Here is a quick sketch of how this could work - comments are welcome

  1. Each coin-chain is a linked list of ECDSA signatures one on top of another.

  2. If I want to pass my coin-chain to someone else, I simply append the address of the receiver to the SHA-3 hash of the current tip of the list and sign it creating a new tip. The coin-chain then becomes one entry longer.

  3. The Plasma operator maintains a Merkle tree of all coin-chains.

  4. When I transfer a coin-chain to someone else, I submit the new tip of the coin-chain to the Plasma operator. The Plasma operator then waits to receive say 1000 submissions, keeping them in the pending queue. Once the Plasma operator receives 1000 submissions, it recalculates Merkle root and posts the Merkle root to the Plasma smartcontract, which just becomes a sequence of Merkle roots. Plasma operator then provides me a Merkle proof of inclusion of the updated coin-chain in the Merkle tree.

  5. A transaction is confirmed once the Merkle root is updated in the Plasma smart contract.

  6. Exiting becomes really easy - to exit I simply sign a transfer of my coin-chain to address 0.

  7. Double-spend is impossible because coin-chains in the Merkle tree are ordered by coin-ID, and there is only one coin-chain for a particular coin ID.

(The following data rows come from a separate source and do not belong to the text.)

use axum::{
    extract::FromRequestParts,
    http::{header::AUTHORIZATION, request::Parts},
};

use crate::{
    database::auth::check_session_secret,
    get_conn,
    utils::{
        response::{AppError, FuncError},
        security::{DecodedToken, decode_token},
        state::ArcAppState,
    },
};

/// Explicit per-request session context. Handlers take this as an
/// argument instead of reading any ambient user state.
#[derive(Debug)]
pub struct AuthSession {
    pub user_id: String,
    pub session_id: String,
}

fn decode_access_token(parts: &Parts, signature_key: &str) -> Result<DecodedToken, AppError> {
    let token = parts
        .headers
        .get(AUTHORIZATION)
        .and_then(|v| v.to_str().ok())
        .ok_or(FuncError::Unauthorized)?;

    let decoded =
        decode_token(token, Some("access"), signature_key).map_err(AppError::Unauthorized)?;
    if decoded.is_expired {
        return Err(FuncError::ExpiredToken.into());
    }
    Ok(decoded)
}

impl FromRequestParts<ArcAppState> for AuthSession {
    type Rejection = AppError;

    async fn from_request_parts(
        parts: &mut Parts,
        state: &ArcAppState,
    ) -> Result<Self, Self::Rejection> {
        let decoded = decode_access_token(parts, &state.config.signature_key)?;

        // signature alone is not enough; the session must still exist
        let mut conn = get_conn!(state);
        let is_valid = check_session_secret(
            &decoded.user_id,
            &decoded.session_id,
            &decoded.secret,
            &mut conn,
        )
        .await;
        if !is_valid {
            return Err(FuncError::InvalidToken.into());
        }

        Ok(AuthSession {
            user_id: decoded.user_id,
            session_id: decoded.session_id,
        })
    }
}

  8. The current coin-chain owner always has the longest coin-chain, so if someone tries to revert transactions by shortening a coin-chain, the owner can always provide a fraud proof

  9. If a coin-chain grows too long, one can checkpoint it (cut old history), checkpoint security can be achieved by maintaining a separate Merkle tree of checkpoints and storing the Merkle root of checkpoints in Plasma smart contract.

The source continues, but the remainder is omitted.